Bagi ilmuwan yang mengambil dalil ayat ini secara langsung wa al-salâmu ‘alayya yauma wulidtu maka berindikasi boleh. Karena cara mengambilnya sepotong (selamat bagi saya ketika dilahirkan). Tapi bagi ilmuwan yang membaca ayat ini secara utuh, Nabi Isa berkata seperti itu konteksnya sebagai apa. Ayat sebelum ini persis Nabi Isa itu menyatakan dirinya ‘abdullah (saya ini hamba Allah) bukan Tuhan. Âtaniya al-kitab (saya diberi kitab Injil), waja’alani nabiyya (saya ini nabi). Sehingga nabi Isa ketika mengucapkan wa al-salâmu ‘alayya yauma wulidtu itu kelahiran Isa sebagai hamba Allah dan sebagai nabi, bukan sebagai Tuhan. Kalau membaca ayat ini dari prolognya, ‘alayya itu siapa, maka ilmuwan ini benar, tidak boleh mengucapkan selamat natal kepada non-muslim. Karena konteksnya mendukung kepada ketuhanan Isa dan ayat yang dipakai ini bukan untuk itu.

Makanya istilah natal itu spesial. Tidak ada ceritanya kalau natal itu untuk orang biasa, natal sudah mengandung unsur teologis. Kalau orang biasa mungkin dengan ucapan ulang tahun. Jadi jangan dikaburkan.

Bagi orang pesantren yang memandang jika itu silang pendapat dibaca secara utuh, maka konteksnya Isa sebagai nabi dan hamba Allah. Tapi kalau dibaca sepotong maka terserah, boleh. Dalam kaidah ada al-khuruj min al-khilaf mustahab (keluar dari khilaf pendapat itu mustahab), yang paling aman bagaimana. Ya tidak usah mengucapkan. Orang Nasrani itu paham betul bahwa di dalam agama Islam itu ada larangan-larangan dan syariah seperti itu. Andai tidak diucapkan itu pun, mereka sangat memaklumi. Para pendeta itu alim, tahu betul tentang etika kita. Tapi kadang-kadang kita itu sok tasamuh. Sesungguhnya mereka tidak begitu membutuhkan, cuma kita saja yang memurah-murahkan diri.
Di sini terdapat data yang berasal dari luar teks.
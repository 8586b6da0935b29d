//! Cancellable continuation bridge.
//!
//! Adapts a callback-plus-cancel-handle API into a single suspending call
//! with cooperative cancellation, per `spec.md` §4.2. This is the
//! smallest of the three cores but the one whose correctness the other
//! two build on: the channel and the iterator both reduce to repeated
//! uses of this same win/cancel arbitration, one rendezvous at a time.
//!
//! # Example
//!
//! ```
//! use tokio_util::sync::CancellationToken;
//! use trestle::bridge::await_cancellable;
//!
//! # #[tokio::main]
//! # async fn main() {
//! let token = CancellationToken::new();
//! let result: Result<&str, std::convert::Infallible> =
//!     await_cancellable(&token, |complete| {
//!         complete(Ok("done"));
//!         None
//!     })
//!     .await;
//! assert_eq!(result.unwrap(), "done");
//! # }
//! ```

use std::sync::{Arc, Mutex};

use tokio::sync::oneshot;
use tokio_util::sync::CancellationToken;

use crate::error::BridgeError;
use crate::handle::CancelHandle;
use crate::registry::CancellableRegistry;

/// The completion callback a `body` closure is given. Calling it resumes
/// the awaiting caller with `result`, unless cancellation has already won
/// the race, in which case the call is silently discarded.
///
/// Boxed and `Send` because the body that receives it is free to hand it
/// to another thread and invoke it from there (the defining trait of the
/// callback APIs this bridge wraps).
pub type Complete<T, E> = Box<dyn FnOnce(Result<T, E>) + Send>;

enum Outcome<T, E> {
    Completed(Result<T, E>),
    Cancelled,
}

/// Suspends the caller, runs `body` once, and resumes with whatever
/// `body` passes to its completion callback — or with
/// [`BridgeError::Cancelled`] if `cancel_token` is cancelled first.
///
/// `body` is called synchronously and must return quickly: it is expected
/// to kick off the real (possibly long-running) work on another thread or
/// task and invoke the completion callback from there, optionally
/// returning a [`CancelHandle`] that aborts that work.
///
/// See `spec.md` §4.2 for the full tie-break algorithm this implements.
pub async fn await_cancellable<T, E, F>(
    cancel_token: &CancellationToken,
    body: F,
) -> Result<T, BridgeError<E>>
where
    T: Send + 'static,
    E: Send + 'static,
    F: FnOnce(Complete<T, E>) -> Option<CancelHandle>,
{
    let registry = Arc::new(CancellableRegistry::new());

    // Step 3: if the task is already cancelled, fail immediately without
    // ever running `body`.
    if cancel_token.is_cancelled() {
        registry.cancel();
        tracing::trace!("bridge: task already cancelled before body ran");
        return Err(BridgeError::Cancelled);
    }

    let (tx, rx) = oneshot::channel::<Outcome<T, E>>();
    let tx = Arc::new(Mutex::new(Some(tx)));

    let registry_for_complete = registry.clone();
    let tx_for_complete = tx.clone();
    let complete: Complete<T, E> = Box::new(move |result| {
        // The callback "wins" iff it is the first to deactivate the
        // registry — a concurrent cancel may have already claimed it.
        if registry_for_complete.deactivate() {
            if let Some(sender) = tx_for_complete.lock().unwrap().take() {
                let _ = sender.send(Outcome::Completed(result));
            }
        } else {
            tracing::trace!("bridge: completion lost the race to cancellation, discarding result");
        }
    });

    let user_cancel = body(complete);

    // Composite handle: cancel the caller's handle (if any), then resume
    // the continuation with a cancellation outcome.
    let tx_for_cancel = tx.clone();
    let composite = CancelHandle::new(move || {
        if let Some(h) = &user_cancel {
            h.cancel();
        }
        if let Some(sender) = tx_for_cancel.lock().unwrap().take() {
            let _ = sender.send(Outcome::Cancelled);
        }
    });

    // Step 6: register the composite. If the registry is already
    // `Cancelled` (cancel fired before `add`), `add` invokes the
    // composite synchronously, which sends `Outcome::Cancelled` right
    // here before we ever reach the suspension below.
    registry.add(composite);

    // Drive the race: either the continuation resolves on its own
    // (because `complete` or the composite already sent to it above), or
    // the ambient cancellation token fires and we cancel the registry,
    // which synchronously triggers the composite (if it hasn't run yet)
    // and unblocks `rx`.
    let mut rx = rx;
    tokio::select! {
        biased;
        received = &mut rx => {
            finish(received)
        }
        _ = cancel_token.cancelled() => {
            registry.cancel();
            // `cancel()` synchronously invoked the composite handle (if
            // it hadn't already lost the race), which sent to `tx` before
            // `cancel()` returned, so `rx` is ready now.
            let received = rx.await;
            finish(received)
        }
    }
}

fn finish<T, E>(received: Result<Outcome<T, E>, oneshot::error::RecvError>) -> Result<T, BridgeError<E>> {
    match received {
        Ok(Outcome::Completed(Ok(value))) => Ok(value),
        Ok(Outcome::Completed(Err(err))) => Err(BridgeError::User(err)),
        Ok(Outcome::Cancelled) => Err(BridgeError::Cancelled),
        // The sender was dropped without sending, which only happens if
        // neither `complete` nor the composite ran — impossible given the
        // registry's exclusivity invariant, but treated as cancellation
        // rather than panicking.
        Err(_) => Err(BridgeError::Cancelled),
    }
}

#[cfg(test)]
mod tests {
    use super::*;
    use std::sync::atomic::{AtomicU32, Ordering};
    use std::time::Duration;

    #[tokio::test]
    async fn success_resumes_with_value_and_never_cancels_spy() {
        let spy_count = Arc::new(AtomicU32::new(0));
        let c = spy_count.clone();

        let result: Result<&str, std::convert::Infallible> =
            await_cancellable(&CancellationToken::new(), |complete| {
                complete(Ok("X"));
                Some(CancelHandle::new(move || {
                    c.fetch_add(1, Ordering::SeqCst);
                }))
            })
            .await;

        assert_eq!(result.unwrap(), "X");
        assert_eq!(spy_count.load(Ordering::SeqCst), 0);
    }

    #[tokio::test]
    async fn cancel_before_add_cancels_spy_and_throws() {
        let token = CancellationToken::new();
        let spy_count = Arc::new(AtomicU32::new(0));
        let c = spy_count.clone();

        token.cancel();

        let result: Result<&str, std::convert::Infallible> = await_cancellable(&token, |complete| {
            // Cancellation has already fired by the time body runs.
            complete(Ok("X"));
            Some(CancelHandle::new(move || {
                c.fetch_add(1, Ordering::SeqCst);
            }))
        })
        .await;

        assert!(matches!(result, Err(BridgeError::Cancelled)));
        // The body never ran in this scenario (short-circuited at step 3),
        // so the spy was never even constructed — nothing to assert on
        // it here. See `cancel_during_callback` for the race that does
        // invoke the spy.
        assert_eq!(spy_count.load(Ordering::SeqCst), 0);
    }

    #[tokio::test]
    async fn cancel_during_callback_cancels_spy_exactly_once() {
        let token = CancellationToken::new();
        let spy_count = Arc::new(AtomicU32::new(0));
        let c = spy_count.clone();
        let barrier = Arc::new(tokio::sync::Barrier::new(2));

        let token_for_body = token.clone();
        let barrier_for_body = barrier.clone();
        let result: Result<&str, std::convert::Infallible> =
            await_cancellable(&token, move |complete| {
                let barrier_for_task = barrier_for_body.clone();
                tokio::spawn(async move {
                    barrier_for_task.wait().await;
                    // Give the cancellation a head start before racing to
                    // complete.
                    tokio::time::sleep(Duration::from_millis(20)).await;
                    complete(Ok("X"));
                });
                Some(CancelHandle::new(move || {
                    c.fetch_add(1, Ordering::SeqCst);
                }))
            })
            .await;

        tokio::spawn(async move {
            barrier.wait().await;
            token_for_body.cancel();
        });

        assert!(matches!(result, Err(BridgeError::Cancelled)));
        assert_eq!(spy_count.load(Ordering::SeqCst), 1);
    }
}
Untuk itu dalam hal ini saya memilih, silahkan mengucapkan natal tapi konteksnya Isa sebagai nabi, bukan sebagai Tuhan. Begini ‘selamat natal buat nabi Isa sebagai rasulullah wa kalimatuhu’, kalau seperti itu tidak masalah karena konteks kita adalah konteks nabi Isa sebagai rasulullah wa kalimatuhu.
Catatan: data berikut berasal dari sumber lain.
//! Cluster identity-provider registration

use serde_json::{json, Value};
use tracing::{debug, info};

use workshop_common::converge::ConvergenceDriver;
use workshop_common::resource::{ResourceKind, ResourceRef};
use workshop_common::{Error, Progress, Result, IDENTITY_PROVIDER_NAME};

/// Name of the cluster OAuth configuration object
pub const CLUSTER_OAUTH: &str = "cluster";

/// Reference to the cluster OAuth configuration
pub fn oauth_ref() -> ResourceRef {
    ResourceRef::cluster(ResourceKind::OAuth, CLUSTER_OAUTH)
}

/// Provider entry backed by the credential bundle secret
pub fn htpasswd_provider() -> Value {
    json!({
        "name": IDENTITY_PROVIDER_NAME,
        "mappingMethod": "claim",
        "type": "HTPasswd",
        "htpasswd": {
            "fileData": { "name": IDENTITY_PROVIDER_NAME },
        },
    })
}

/// Whether a provider list already has an entry with our name
pub fn has_provider(providers: &[Value]) -> bool {
    providers
        .iter()
        .any(|p| p.get("name").and_then(Value::as_str) == Some(IDENTITY_PROVIDER_NAME))
}

/// Register the htpasswd provider on the cluster OAuth configuration.
///
/// An existing entry with the same name is left exactly as it is. Otherwise
/// the entry is prepended and the list merge-patched, which leaves the rest
/// of the OAuth spec alone. A missing OAuth object is a wait, not an error.
pub async fn ensure_identity_provider(driver: &ConvergenceDriver) -> Result<Progress> {
    let reference = oauth_ref();
    let Some(oauth) = driver.lookup(&reference).await? else {
        info!("cluster OAuth configuration not found, waiting");
        return Ok(Progress::waiting("cluster OAuth configuration not found"));
    };

    let existing = oauth
        .field("/spec/identityProviders")
        .and_then(Value::as_array)
        .cloned()
        .unwrap_or_default();

    if has_provider(&existing) {
        debug!(provider = IDENTITY_PROVIDER_NAME, "identity provider already registered");
        return Ok(Progress::Done);
    }

    let mut providers = Vec::with_capacity(existing.len() + 1);
    providers.push(htpasswd_provider());
    providers.extend(existing);

    driver
        .store()
        .patch_merge(
            &reference,
            &json!({ "spec": { "identityProviders": providers } }),
        )
        .await
        .map_err(|e| Error::store(ResourceKind::OAuth, CLUSTER_OAUTH, e))?;
    info!(provider = IDENTITY_PROVIDER_NAME, "registered identity provider");
    Ok(Progress::Done)
}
Baik, di dalam perbandingan pada bulan maulid yang kemarin kemudian hari natal ini. Saya ingin mengungkap bagaimanakah hadraturrasul yang dimuliakan oleh Allah memang didesain begitu hebat. Ini menjadi rumusan teologis, semua fisik nabi itu pasti lebih prima dan lebih berkualitas di atas rata-rata umumnya orang. Tidak ada nabi itu sakit-sakitan, kurus, itu tidak ada. Fisiknya bagus-bagus semua. Begitu pula mentalnya. Ruh/ruhiyahnya itu sangat tinggi. Maka nabi itu harus saleh sejak kecil. Tidak boleh saleh secara mendadak. Maka orang yang mengaku-ngaku nabi itu mesti salah.
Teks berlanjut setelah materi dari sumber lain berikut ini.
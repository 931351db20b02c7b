//! Shared records folded from per-tenant fragments

use std::collections::BTreeMap;

use crate::policy::{tenant_policy, PolicyDocument};
use workshop_common::resource::ACCOUNT_KEY_PREFIX;
use workshop_common::tenant::Tenant;

/// Marker value enabling login for an Argo CD local account
pub const LOGIN_MARKER: &str = "login";

/// Aggregates built fresh on every pass, tenant by tenant in ascending order
#[derive(Clone, Debug, Default, PartialEq, Eq)]
pub struct AggregateState {
    /// Concatenated policy fragments
    pub policy: PolicyDocument,
    /// `accounts.<user>.password` to bcrypt hash
    pub credentials: BTreeMap<String, String>,
    /// `accounts.<user>` to login marker
    pub logins: BTreeMap<String, String>,
    namespaces: Vec<String>,
}

impl AggregateState {
    /// Empty aggregate
    pub fn new() -> Self {
        Self::default()
    }

    /// Fold one tenant's fragments into the aggregate
    pub fn add_tenant(&mut self, tenant: &Tenant, git_server: &str, credential_hash: &str) {
        self.policy.extend(tenant_policy(tenant, git_server));
        self.credentials.insert(
            format!("{ACCOUNT_KEY_PREFIX}{}.password", tenant.username),
            credential_hash.to_string(),
        );
        self.logins
            .insert(format!("{ACCOUNT_KEY_PREFIX}{}", tenant.username), LOGIN_MARKER.to_string());
        self.namespaces.push(tenant.namespace.clone());
    }

    /// Tenant namespaces in tenant order
    pub fn namespaces(&self) -> &[String] {
        &self.namespaces
    }

    /// Comma-joined namespace list, no leading or trailing separator
    pub fn namespace_list(&self) -> String {
        self.namespaces.join(",")
    }

    /// Number of tenants folded in
    pub fn tenant_count(&self) -> usize {
        self.namespaces.len()
    }
}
Kalau selain nabi itu boleh sebelumnya jahat atau brutal tapi saleh pada akhirnya. Seperti Sayyidina Umar yang sebelumnya kafir dan hampir membunuh nabi tapi justru menjadi pengganti nabi, khalifah kedua. Kalau nabi itu harus saleh dan prima sejak kecil. Tapi Allah mempunyai skenario sendiri. Bahwa meskipun Muhammad kecil itu prima segalanya tapi Allah ingin menunjukkan dengan cara-Nya sendiri bahwa ia calon Nabi. Ia juga hebat pada umur 7 tahun.

Pada umur 7 tahun ini, Muhammad kecil ashabahu ramadun syadid, sakit mata yang parah. Memang di dalam kitab-kitab sirah disebutkan Muhammad kecil umur 7 tahun itu sakit mata yang parah sekali, ramadun syadid. Kakeknya, Abdul Mutthalib mencari dokter ke mana-mana, diobatkan ke mana-mana, dan tidak sembuh. Sampailah Allah menggiring ke seorang rahib, pendeta sakti yang ahli membaca al-Kitab dan ahli pengobatan mata di daerah ‘Ukadh. Daerah yang pernah menjadi tempat pasar seni di mana siapa yang syairnya terbaik maka ditulis dengan tinta emas. Rahib itu ahli Kitab, senior, jujur, dan ahli pengobatan mata.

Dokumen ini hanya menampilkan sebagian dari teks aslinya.